Online Courses, Office Hours, and Cross-Purposes

For all the right reasons, my college is at cross-purposes.

We want to run more online courses, since students love them and they solve a nasty space crunch during ‘prime time’ (10 a.m. to 2 p.m., Monday to Thursday, pretty much). They’re especially helpful with meeting the needs of students with jobs, illnesses, children, or other unpredictable demands on their time. (The jobs open to our students frequently have unilaterally ‘flexible’ hours, meaning they change every week. How anybody is supposed to build a life around that is completely beyond me.)

To encourage faculty to develop more online courses, we’ve offered stipends for their development, on-campus tech workshops at all hours, limited use of online office hours (in place of office hours held physically on campus), and all the attaboys we can muster.

We also want to increase student retention, since enrollments are shaky and our entire fiscal structure is based on enrollments. (Tuition is over half of our operating revenue, and the rest, which comes from government, is also enrollment-dependent.) Since studies have shown that retention increases where there is more faculty-student contact, we’re encouraging faculty to be more available for student advisement.

(Astute readers may ask how it’s possible to have shaky enrollments and a space crunch at the same time. I’ve wondered the same thing. It pretty much comes down to two factors: ever-increasing claims on ‘dedicated’ space for specialized programs taking general purpose classrooms out of circulation, and students’ stubborn refusal to take classes outside of ‘prime time.’ At 4:00, or on Friday, we’ve got plenty of room.)

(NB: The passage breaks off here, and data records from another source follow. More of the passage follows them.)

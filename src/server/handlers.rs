//! Handlers for the core dashboard endpoints

use axum::{
    Json,
    extract::{Path, Query, State},
};
use serde::{Deserialize, Serialize};
use serde_json::{Value, json};

use crate::error::{DeckError, Result};
use crate::history::record::{MessageRecord, now_millis};
use crate::history::sessions::{self, MessagePage, SessionDetail, SessionSummary};
use crate::relay::ChatReply;

use super::AppState;

/// GET /api/health
pub async fn health() -> Json<Value> {
    Json(json!({ "status": "ok", "timestamp": now_millis() }))
}

/// Agent status as presented to the UI
#[derive(Debug, Serialize)]
pub struct StatusResponse {
    status: &'static str,
    #[serde(skip_serializing_if = "Option::is_none")]
    pid: Option<u32>,
    #[serde(skip_serializing_if = "Option::is_none")]
    cpu: Option<String>,
    #[serde(skip_serializing_if = "Option::is_none")]
    memory: Option<String>,
    #[serde(skip_serializing_if = "Option::is_none")]
    time: Option<String>,
    timestamp: i64,
}

/// GET /api/status
pub async fn status(State(state): State<AppState>) -> Json<StatusResponse> {
    let status = state.probe.check_status().await;
    Json(StatusResponse {
        status: if status.running { "running" } else { "stopped" },
        pid: status.pid,
        cpu: status.cpu_percent.map(|v| format!("{v}%")),
        memory: status.mem_percent.map(|v| format!("{v}%")),
        time: status.cpu_time,
        timestamp: now_millis(),
    })
}

/// Combined history payload: derived sessions plus the raw record stream
#[derive(Debug, Serialize)]
pub struct HistoryResponse {
    sessions: Vec<SessionSummary>,
    messages: Vec<MessageRecord>,
}

/// GET /api/history
pub async fn history(State(state): State<AppState>) -> Result<Json<HistoryResponse>> {
    let records = state.log.read_all().await?;
    let sessions = sessions::list_sessions(&records);
    Ok(Json(HistoryResponse {
        sessions,
        messages: records,
    }))
}

/// GET /api/sessions/{session_id}
pub async fn get_session(
    State(state): State<AppState>,
    Path(session_id): Path<String>,
) -> Result<Json<SessionDetail>> {
    let records = state.log.read_all().await?;
    Ok(Json(sessions::session_detail(&records, &session_id)?))
}

/// Body of a session rename request
#[derive(Debug, Deserialize)]
pub struct RenameRequest {
    title: Option<String>,
}

/// PATCH /api/sessions/{session_id}
///
/// Titles are client-local state: the request is acknowledged but nothing is
/// persisted server-side.
pub async fn rename_session(
    Path(session_id): Path<String>,
    Json(body): Json<RenameRequest>,
) -> Result<Json<Value>> {
    let title = body
        .title
        .filter(|title| !title.is_empty())
        .ok_or_else(|| DeckError::validation("title is required"))?;

    Ok(Json(json!({
        "id": session_id,
        "title": title,
        "updatedAt": now_millis(),
    })))
}

/// DELETE /api/sessions/{session_id}
pub async fn delete_session(
    State(state): State<AppState>,
    Path(session_id): Path<String>,
) -> Result<Json<Value>> {
    let removed = state.log.delete_session(&session_id).await?;
    log::info!("deleted session {session_id} ({removed} records)");
    Ok(Json(json!({ "success": true, "message": "Session deleted" })))
}

/// Pagination query parameters
#[derive(Debug, Deserialize)]
pub struct PageParams {
    limit: Option<i64>,
    offset: Option<i64>,
}

/// GET /api/sessions/{session_id}/messages
pub async fn session_messages(
    State(state): State<AppState>,
    Path(session_id): Path<String>,
    Query(params): Query<PageParams>,
) -> Result<Json<MessagePage>> {
    let records = state.log.read_all().await?;
    Ok(Json(sessions::page_messages(
        &records,
        &session_id,
        params.limit.unwrap_or(100),
        params.offset.unwrap_or(0),
    )))
}

/// POST /api/chat
///
/// The body is taken as a raw value so a missing or non-string `message`
/// maps to 400 rather than an axum deserialization rejection.
pub async fn chat(
    State(state): State<AppState>,
    Json(body): Json<Value>,
) -> Result<Json<ChatReply>> {
    let message = body
        .get("message")
        .and_then(Value::as_str)
        .filter(|message| !message.is_empty())
        .ok_or_else(|| DeckError::validation("message is required"))?;

    let session_id = body
        .get("sessionId")
        .and_then(Value::as_str)
        .map(str::to_string);

    let reply = state.relay.send(message, session_id).await?;
    Ok(Json(reply))
}
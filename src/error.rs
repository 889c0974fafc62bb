//! Error types for the dashboard service

use axum::{
    Json,
    http::StatusCode,
    response::{IntoResponse, Response},
};
use serde::Serialize;
use thiserror::Error;

/// Main error type for the dashboard service
#[derive(Error, Debug)]
pub enum DeckError {
    /// Missing session, file, or other resource
    #[error("Not found: {0}")]
    NotFound(String),

    /// Malformed request (missing or mistyped field)
    #[error("Invalid request: {0}")]
    Validation(String),

    /// A history log line that is not valid JSON
    ///
    /// The log is the single source of truth, so one damaged line fails the
    /// whole read instead of silently dropping adjacent data.
    #[error("Corrupt history record at line {line}: {source}")]
    CorruptRecord {
        /// 1-based line number within the log file
        line: usize,
        /// Underlying parse error
        #[source]
        source: serde_json::Error,
    },

    /// Agent CLI binary could not be located
    #[error("Agent CLI not found: {0}")]
    CliNotFound(String),

    /// Agent process is not running
    #[error("Agent is not running")]
    AgentUnavailable,

    /// Agent invocation exceeded its time bound
    #[error("Agent invocation timed out after {0} seconds")]
    AgentTimeout(u64),

    /// Agent invocation failed without usable output
    #[error("Agent invocation failed: {0}")]
    AgentInvocationFailure(String),

    /// Requested path escapes the permitted root
    #[error("Access denied: path escapes the permitted root")]
    AccessDenied,

    /// I/O error
    #[error("IO error: {0}")]
    Io(#[from] std::io::Error),

    /// JSON encode/decode error outside the history log
    #[error("JSON error: {0}")]
    Json(#[from] serde_json::Error),
}

/// Result type alias for dashboard operations
pub type Result<T> = std::result::Result<T, DeckError>;

impl DeckError {
    /// Create a not-found error
    pub fn not_found(msg: impl Into<String>) -> Self {
        Self::NotFound(msg.into())
    }

    /// Create a validation error
    pub fn validation(msg: impl Into<String>) -> Self {
        Self::Validation(msg.into())
    }

    /// Create a corrupt-record error for the given 1-based line
    #[must_use]
    pub fn corrupt_record(line: usize, source: serde_json::Error) -> Self {
        Self::CorruptRecord { line, source }
    }

    /// Create an invocation-failure error
    pub fn invocation(msg: impl Into<String>) -> Self {
        Self::AgentInvocationFailure(msg.into())
    }
}

#[derive(Serialize)]
struct ErrorBody {
    error: String,
    code: &'static str,
}

impl IntoResponse for DeckError {
    fn into_response(self) -> Response {
        let (status, code) = match &self {
            DeckError::NotFound(_) => (StatusCode::NOT_FOUND, "NOT_FOUND"),
            DeckError::Validation(_) => (StatusCode::BAD_REQUEST, "VALIDATION"),
            DeckError::AccessDenied => (StatusCode::FORBIDDEN, "ACCESS_DENIED"),
            DeckError::CorruptRecord { .. } => {
                (StatusCode::INTERNAL_SERVER_ERROR, "CORRUPT_RECORD")
            }
            DeckError::AgentUnavailable => (StatusCode::SERVICE_UNAVAILABLE, "AGENT_UNAVAILABLE"),
            DeckError::AgentTimeout(_) => (StatusCode::GATEWAY_TIMEOUT, "AGENT_TIMEOUT"),
            DeckError::CliNotFound(_) | DeckError::AgentInvocationFailure(_) => {
                (StatusCode::INTERNAL_SERVER_ERROR, "AGENT_FAILURE")
            }
            DeckError::Io(_) => (StatusCode::INTERNAL_SERVER_ERROR, "IO_ERROR"),
            DeckError::Json(_) => (StatusCode::INTERNAL_SERVER_ERROR, "JSON_ERROR"),
        };

        let body = ErrorBody {
            error: self.to_string(),
            code,
        };

        (status, Json(body)).into_response()
    }
}
//! Synchronous agent invocation
//!
//! One chat turn is one bounded run of the agent CLI in non-interactive
//! continuation mode (`-c -p <message>`). The run is killed on timeout and
//! each output stream is capped; excess output is drained and discarded so
//! the child never blocks on a full pipe.

use std::path::PathBuf;
use std::process::Stdio;
use std::time::Duration;

use async_trait::async_trait;
use tokio::io::{AsyncRead, AsyncReadExt};
use tokio::process::Command;

use crate::error::{DeckError, Result};

/// Outcome of one agent invocation, prior to classification
#[derive(Debug, Clone, PartialEq, Eq)]
pub enum InvokeOutcome {
    /// The process ran to completion within the time bound
    Completed {
        /// Whether the exit status was zero
        success: bool,
        /// Captured stdout, capped
        stdout: String,
        /// Captured stderr, capped
        stderr: String,
    },
    /// The time bound expired and the process was killed
    TimedOut,
    /// The process could not be run at all
    Failed {
        /// Raw error description
        error: String,
    },
}

/// Invoker seam for the external agent command
#[async_trait]
pub trait AgentInvoker: Send + Sync {
    /// Run one synchronous chat turn against the agent
    async fn invoke(&self, message: &str) -> InvokeOutcome;
}

/// Invoker that runs the real agent CLI as a subprocess
pub struct CliInvoker {
    command: String,
    cwd: PathBuf,
    timeout: Duration,
    max_output_bytes: usize,
}

impl CliInvoker {
    /// Create an invoker for the given CLI command name.
    ///
    /// The binary is resolved at invocation time so an agent installed after
    /// service start is picked up without a restart.
    pub fn new(
        command: impl Into<String>,
        cwd: impl Into<PathBuf>,
        timeout: Duration,
        max_output_bytes: usize,
    ) -> Self {
        Self {
            command: command.into(),
            cwd: cwd.into(),
            timeout,
            max_output_bytes,
        }
    }

    /// Find the agent CLI binary on PATH or in common install locations
    ///
    /// # Errors
    /// Returns `CliNotFound` when no candidate exists
    pub fn find_cli(command: &str) -> Result<PathBuf> {
        if let Ok(path) = which::which(command) {
            return Ok(path);
        }

        let home = std::env::var("HOME").unwrap_or_else(|_| String::from("/root"));
        let locations = [
            PathBuf::from(&home).join(".npm-global/bin").join(command),
            PathBuf::from("/usr/local/bin").join(command),
            PathBuf::from(&home).join(".local/bin").join(command),
            PathBuf::from(&home).join("node_modules/.bin").join(command),
            PathBuf::from(&home).join(".yarn/bin").join(command),
        ];

        for path in locations {
            if path.is_file() {
                return Ok(path);
            }
        }

        Err(DeckError::CliNotFound(format!(
            "{command} not found in PATH or common install locations"
        )))
    }
}

#[async_trait]
impl AgentInvoker for CliInvoker {
    async fn invoke(&self, message: &str) -> InvokeOutcome {
        let cli_path = match Self::find_cli(&self.command) {
            Ok(path) => path,
            Err(e) => return InvokeOutcome::Failed { error: e.to_string() },
        };

        let mut cmd = Command::new(&cli_path);
        cmd.arg("-c")
            .arg("-p")
            .arg(message)
            .current_dir(&self.cwd)
            .stdin(Stdio::null())
            .stdout(Stdio::piped())
            .stderr(Stdio::piped())
            .kill_on_drop(true);

        let mut child = match cmd.spawn() {
            Ok(child) => child,
            Err(e) => {
                return InvokeOutcome::Failed {
                    error: format!("failed to start {}: {e}", cli_path.display()),
                };
            }
        };

        let stdout_task = tokio::spawn(read_capped(child.stdout.take(), self.max_output_bytes));
        let stderr_task = tokio::spawn(read_capped(child.stderr.take(), self.max_output_bytes));

        let status = match tokio::time::timeout(self.timeout, child.wait()).await {
            Ok(Ok(status)) => status,
            Ok(Err(e)) => {
                stdout_task.abort();
                stderr_task.abort();
                return InvokeOutcome::Failed {
                    error: format!("failed to wait for agent process: {e}"),
                };
            }
            Err(_) => {
                // Kill the child, not just the bound, to avoid a leaked process.
                let _ = child.start_kill();
                let _ = child.wait().await;
                stdout_task.abort();
                stderr_task.abort();
                log::warn!(
                    "agent invocation exceeded {}s and was killed",
                    self.timeout.as_secs()
                );
                return InvokeOutcome::TimedOut;
            }
        };

        let stdout = stdout_task.await.unwrap_or_default();
        let stderr = stderr_task.await.unwrap_or_default();

        InvokeOutcome::Completed {
            success: status.success(),
            stdout,
            stderr,
        }
    }
}

async fn read_capped<R>(stream: Option<R>, cap: usize) -> String
where
    R: AsyncRead + Unpin + Send + 'static,
{
    let Some(mut stream) = stream else {
        return String::new();
    };

    let mut captured = Vec::new();
    let mut chunk = [0u8; 8192];

    loop {
        match stream.read(&mut chunk).await {
            Ok(0) | Err(_) => break,
            Ok(n) => {
                if captured.len() < cap {
                    let take = n.min(cap - captured.len());
                    captured.extend_from_slice(&chunk[..take]);
                }
                // Past the cap: keep draining so the child never stalls.
            }
        }
    }

    String::from_utf8_lossy(&captured).into_owned()
}

#[cfg(test)]
mod tests {
    use super::*;

    #[test]
    fn find_cli_resolves_a_path_binary() {
        let path = CliInvoker::find_cli("ls").unwrap();
        assert!(path.is_file());
    }

    #[test]
    fn find_cli_reports_missing_binary() {
        let err = CliInvoker::find_cli("definitely-not-a-real-binary-0451").unwrap_err();
        assert!(matches!(err, DeckError::CliNotFound(_)));
    }

    #[tokio::test]
    async fn invoke_of_missing_binary_fails_cleanly() {
        let invoker = CliInvoker::new(
            "definitely-not-a-real-binary-0451",
            std::env::temp_dir(),
            Duration::from_secs(1),
            1024,
        );
        let outcome = invoker.invoke("hi").await;
        assert!(matches!(outcome, InvokeOutcome::Failed { .. }));
    }

    #[tokio::test]
    async fn read_capped_truncates_at_cap() {
        let data: &[u8] = b"0123456789";
        let captured = read_capped(Some(data), 4).await;
        assert_eq!(captured, "0123");
    }

    #[cfg(unix)]
    mod scripted {
        use super::*;
        use std::io::Write;
        use std::os::unix::fs::PermissionsExt;

        /// Write an executable shell script and return the invoker pointed at it.
        fn scripted_invoker(dir: &std::path::Path, body: &str, timeout: Duration) -> CliInvoker {
            let path = dir.join("fake-agent");
            let mut file = std::fs::File::create(&path).unwrap();
            writeln!(file, "#!/bin/sh\n{body}").unwrap();
            drop(file);
            std::fs::set_permissions(&path, std::fs::Permissions::from_mode(0o755)).unwrap();
            CliInvoker::new(path.to_string_lossy(), dir, timeout, 1024 * 1024)
        }

        #[tokio::test]
        async fn captures_stdout_on_success() {
            let dir = tempfile::tempdir().unwrap();
            let invoker = scripted_invoker(dir.path(), "echo hello", Duration::from_secs(5));
            match invoker.invoke("msg").await {
                InvokeOutcome::Completed {
                    success, stdout, ..
                } => {
                    assert!(success);
                    assert_eq!(stdout.trim(), "hello");
                }
                other => panic!("unexpected outcome: {other:?}"),
            }
        }

        #[tokio::test]
        async fn nonzero_exit_is_reported() {
            let dir = tempfile::tempdir().unwrap();
            let invoker = scripted_invoker(
                dir.path(),
                "echo oops >&2; exit 3",
                Duration::from_secs(5),
            );
            match invoker.invoke("msg").await {
                InvokeOutcome::Completed {
                    success, stderr, ..
                } => {
                    assert!(!success);
                    assert_eq!(stderr.trim(), "oops");
                }
                other => panic!("unexpected outcome: {other:?}"),
            }
        }

        #[tokio::test]
        async fn slow_process_times_out_and_is_killed() {
            let dir = tempfile::tempdir().unwrap();
            let invoker = scripted_invoker(dir.path(), "sleep 5", Duration::from_millis(200));
            let outcome = invoker.invoke("msg").await;
            assert_eq!(outcome, InvokeOutcome::TimedOut);
        }
    }
}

Online courses and increased student contact are both worthy, but they contradict each other.

Since you don’t have to be physically on campus to teach online (which has been one of the selling points we’ve used to entice faculty to teach them), folks who pick up multiple sections aren’t around that much. Which means that the burden of advising the students who come through the door falls disproportionately on their colleagues who are actually there.

A few years ago we tried scheduling more classes on Fridays, on the theory that we could decompress the space crunch at prime time; faculty were willing, but students weren’t.

The problem, in a nutshell, is that the more we accede to compressing everything into 16 hours a week, the less room we leave ourselves for growth. In fact, we pretty much guarantee decline.

I’m guessing mine isn’t the only college trying to square the circle of increasing retention while simultaneously increasing online teaching. Have you found something that works? Anything I should take special care to avoid?